I've made a small use-case(At the bottom of this post) in which I have an array which can contain both "Class One" and "Class Two". I want to loop through that array with a forEach
and act when the property drawer
is present.
The problem that Typescript gives me in my forEach loop(Where I try to log drawer
) is:
Property 'drawer' does not exist on type 'One | Two'.
Property 'drawer' does not exist on type 'Two'.
Whilst it is clearly present in One
.
When I set my arrayWithBothOneAndTwo
to let arrayWithBothOneAndTwo = [] as One[]
it won't give me the problem of drawer not existing in my forEach loop but since it does contain Two I don't think thats a proper solution and will throw other errors.
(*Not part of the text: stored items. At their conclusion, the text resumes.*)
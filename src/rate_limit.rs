//! Sliding-window admission control wrapped around any [`Transport`].
//!
//! [`RateLimiter`] keeps a call log with one timestamp per admitted request. Before each call it
//! evicts entries that left the trailing window, admits immediately while the log holds fewer
//! than `max_requests` entries, and otherwise suspends the caller until the oldest entry expires
//! (plus the configured safety margin). [`RateLimitedTransport`] pairs a limiter with an inner
//! transport and implements [`Transport`] itself, so it drops in wherever a transport is
//! expected.
//!
//! Admission decisions are serialized by an async mutex held for the full decision, including
//! the suspension, so concurrent callers queue instead of jointly overshooting the budget. A
//! disabled limiter is checked before that mutex, so bypassing callers never queue. The
//! call log sits behind a separate synchronous lock that is never held across an `.await`, which
//! keeps [`RateLimiter::stats`], [`RateLimiter::reset`], and [`RateLimiter::configure`] usable
//! while a caller is waiting.
//!
//! There is no built-in timeout: drop the future (for example via `tokio::time::timeout`) to
//! abandon a wait. An abandoned wait records nothing.

mod clock;
mod config;
mod metrics;

pub use clock::*;
pub use config::*;
pub use metrics::ThrottleMetrics;

// std
use std::{
	collections::VecDeque,
	ops::Deref,
	panic::{self, AssertUnwindSafe},
};
// self
use crate::{
	_prelude::*,
	http::{HttpRequest, Transport, TransportFuture},
	obs,
};

/// Observer invoked once per throttling event.
pub type ThrottleObserver = Arc<dyn Fn(&ThrottleEvent) + Send + Sync>;

/// Details handed to the [`ThrottleObserver`] right before a caller is suspended.
#[derive(Clone, Debug, PartialEq, Eq, Serialize)]
pub struct ThrottleEvent {
	/// Time until the oldest logged call leaves the window, excluding the safety margin.
	pub wait: Duration,
	/// Calls currently inside the window.
	pub current_count: usize,
	/// Configured budget.
	pub max_requests: u32,
}

/// Point-in-time view of the limiter.
#[derive(Clone, Debug, PartialEq, Eq, Serialize)]
pub struct RateLimitStats {
	/// Calls inside the trailing window.
	pub requests_made: usize,
	/// Configured budget.
	pub max_requests: u32,
	/// Configured window.
	pub window: Duration,
	/// Calls that can still be admitted without waiting.
	pub requests_remaining: u32,
	/// Whether admission control is active.
	pub enabled: bool,
}

struct LimiterState {
	config: RateLimitConfig,
	enabled: bool,
	log: VecDeque<OffsetDateTime>,
	observer: Option<ThrottleObserver>,
}
impl LimiterState {
	fn evict(&mut self, now: OffsetDateTime) {
		// A window reaching past the representable range keeps every entry.
		let Some(cutoff) = now.checked_sub(self.config.window()) else { return };

		self.log.retain(|at| *at > cutoff);
	}
}

enum Decision {
	Proceed,
	Wait { event: ThrottleEvent, observer: Option<ThrottleObserver>, margin: Duration },
}

/// Sliding-window admission controller.
pub struct RateLimiter {
	state: Mutex<LimiterState>,
	admission: AsyncMutex<()>,
	clock: Arc<dyn Clock>,
	sleeper: Arc<dyn Sleeper>,
	metrics: ThrottleMetrics,
}
impl RateLimiter {
	/// Creates an enabled limiter using the system clock and the tokio timer.
	pub fn new(config: RateLimitConfig) -> Self {
		Self::with_time(config, Arc::new(SystemClock), Arc::new(TokioSleeper))
	}

	/// Creates an enabled limiter with explicit time primitives.
	pub fn with_time(config: RateLimitConfig, clock: Arc<dyn Clock>, sleeper: Arc<dyn Sleeper>) -> Self {
		Self {
			state: Mutex::new(LimiterState {
				config,
				enabled: true,
				log: VecDeque::new(),
				observer: None,
			}),
			admission: AsyncMutex::new(()),
			clock,
			sleeper,
			metrics: ThrottleMetrics::default(),
		}
	}

	/// Replaces the budget. Existing log entries are kept and judged by the new budget on the
	/// next admission.
	pub fn configure(&self, config: RateLimitConfig) {
		self.state.lock().config = config;
	}

	/// Returns the active budget.
	pub fn config(&self) -> RateLimitConfig {
		self.state.lock().config
	}

	/// Turns admission control on.
	pub fn enable(&self) {
		self.state.lock().enabled = true;
	}

	/// Turns admission control off. Calls pass straight through and are not logged.
	pub fn disable(&self) {
		self.state.lock().enabled = false;
	}

	/// Returns whether admission control is active.
	pub fn is_enabled(&self) -> bool {
		self.state.lock().enabled
	}

	/// Registers the throttling observer, replacing any previous one.
	///
	/// The observer runs on the waiting caller's task before the suspension starts. A panicking
	/// observer is logged and ignored; the caller is still admitted.
	pub fn set_observer<F>(&self, observer: F)
	where
		F: 'static + Send + Sync + Fn(&ThrottleEvent),
	{
		self.state.lock().observer = Some(Arc::new(observer));
	}

	/// Removes the throttling observer.
	pub fn clear_observer(&self) {
		self.state.lock().observer = None;
	}

	/// Returns current usage.
	///
	/// Reading stats evicts expired entries from the call log first.
	pub fn stats(&self) -> RateLimitStats {
		let now = self.clock.now();
		let mut state = self.state.lock();

		state.evict(now);

		let max_requests = state.config.max_requests();
		let requests_made = state.log.len();
		let made = u32::try_from(requests_made).unwrap_or(u32::MAX);

		RateLimitStats {
			requests_made,
			max_requests,
			window: state.config.window(),
			requests_remaining: max_requests.saturating_sub(made),
			enabled: state.enabled,
		}
	}

	/// Clears the call log.
	pub fn reset(&self) {
		self.state.lock().log.clear();
	}

	/// Returns lifetime admission counters.
	pub fn metrics(&self) -> &ThrottleMetrics {
		&self.metrics
	}

	/// Waits until the budget has room for one more call, then records it.
	///
	/// Resolves immediately when enforcement is disabled, even while another caller is suspended.
	pub async fn admit(&self) {
		if !self.is_enabled() {
			self.metrics.record_bypassed();

			return;
		}

		let _turn = self.admission.lock().await;
		let mut waited = Duration::ZERO;

		loop {
			let (event, observer, margin) = match self.decide() {
				Decision::Proceed => break,
				Decision::Wait { event, observer, margin } => (event, observer, margin),
			};

			self.metrics.record_throttled();
			obs::record_throttle(&event);

			#[cfg(feature = "tracing")]
			tracing::info!(
				wait_ms = event.wait.whole_milliseconds() as i64,
				current_count = event.current_count,
				max_requests = event.max_requests,
				"Rate limit reached; suspending caller."
			);

			if let Some(observer) = observer {
				notify(&observer, &event);
			}

			let pause = event.wait.saturating_add(margin);

			self.sleeper.sleep(pause).await;

			waited = waited.saturating_add(pause);
		}

		if waited.is_positive() {
			obs::record_throttle_wait(waited);
		}
	}

	fn decide(&self) -> Decision {
		let mut state = self.state.lock();

		if !state.enabled {
			self.metrics.record_bypassed();

			return Decision::Proceed;
		}

		let now = self.clock.now();

		state.evict(now);

		let max_requests = state.config.max_requests();
		let current_count = state.log.len();

		if current_count >= max_requests as usize {
			let oldest = state.log.iter().min().copied().unwrap_or(now);
			let wait = state.config.window() - (now - oldest);

			if wait.is_positive() {
				return Decision::Wait {
					event: ThrottleEvent { wait, current_count, max_requests },
					observer: state.observer.clone(),
					margin: state.config.safety_margin(),
				};
			}
		}

		state.log.push_back(now);
		self.metrics.record_admitted();

		#[cfg(feature = "tracing")]
		tracing::debug!(logged = state.log.len(), max_requests, "Call admitted.");

		Decision::Proceed
	}
}
impl Default for RateLimiter {
	fn default() -> Self {
		Self::new(RateLimitConfig::default())
	}
}
impl Debug for RateLimiter {
	fn fmt(&self, f: &mut Formatter) -> FmtResult {
		let state = self.state.lock();

		f.debug_struct("RateLimiter")
			.field("config", &state.config)
			.field("enabled", &state.enabled)
			.field("logged", &state.log.len())
			.field("observer_set", &state.observer.is_some())
			.field("clock", &self.clock)
			.field("sleeper", &self.sleeper)
			.finish()
	}
}

/// [`Transport`] decorator that runs every request through a [`RateLimiter`].
///
/// The decorator dereferences to its limiter, so budget management (`configure`, `enable`,
/// `disable`, `set_observer`, `stats`, `reset`) is available directly on it. Responses and
/// transport errors from the inner transport are returned unchanged; throttling only decides
/// when a request fires.
pub struct RateLimitedTransport<T>
where
	T: ?Sized + Transport,
{
	inner: Arc<T>,
	limiter: Arc<RateLimiter>,
}
impl<T> RateLimitedTransport<T>
where
	T: ?Sized + Transport,
{
	/// Wraps `inner` with a fresh limiter enforcing `config`.
	pub fn new(inner: Arc<T>, config: RateLimitConfig) -> Self {
		Self::with_limiter(inner, Arc::new(RateLimiter::new(config)))
	}

	/// Wraps `inner` with a caller-provided limiter, which may be shared with other transports.
	pub fn with_limiter(inner: Arc<T>, limiter: Arc<RateLimiter>) -> Self {
		Self { inner, limiter }
	}

	/// Returns the wrapped transport.
	pub fn inner(&self) -> &Arc<T> {
		&self.inner
	}

	/// Returns the shared limiter handle.
	pub fn limiter(&self) -> &Arc<RateLimiter> {
		&self.limiter
	}
}
impl<T> Clone for RateLimitedTransport<T>
where
	T: ?Sized + Transport,
{
	fn clone(&self) -> Self {
		Self { inner: self.inner.clone(), limiter: self.limiter.clone() }
	}
}
impl<T> Deref for RateLimitedTransport<T>
where
	T: ?Sized + Transport,
{
	type Target = RateLimiter;

	fn deref(&self) -> &Self::Target {
		&self.limiter
	}
}
impl<T> Debug for RateLimitedTransport<T>
where
	T: ?Sized + Transport,
{
	fn fmt(&self, f: &mut Formatter) -> FmtResult {
		f.debug_struct("RateLimitedTransport").field("limiter", &self.limiter).finish()
	}
}
impl<T> Transport for RateLimitedTransport<T>
where
	T: ?Sized + Transport,
{
	fn send(&self, request: HttpRequest) -> TransportFuture<'_> {
		Box::pin(async move {
			self.limiter.admit().await;
			self.inner.send(request).await
		})
	}
}

fn notify(observer: &ThrottleObserver, event: &ThrottleEvent) {
	if panic::catch_unwind(AssertUnwindSafe(|| observer(event))).is_err() {
		#[cfg(feature = "tracing")]
		tracing::warn!(
			current_count = event.current_count,
			max_requests = event.max_requests,
			"Throttle observer panicked; continuing admission."
		);
	}
}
Changing my forEach loop to
arrayWithBothOneAndTwo.forEach((item: One) => {
console.log(item.drawer)
})
Gives me the error:
Argument of type '(item: One) => void' is not assignable to parameter of type '(value: One | Two, index: number, array: (One | Two)[]) => void'.
Types of parameters 'item' and 'value' are incompatible.
Type 'One | Two' is not assignable to type 'One'.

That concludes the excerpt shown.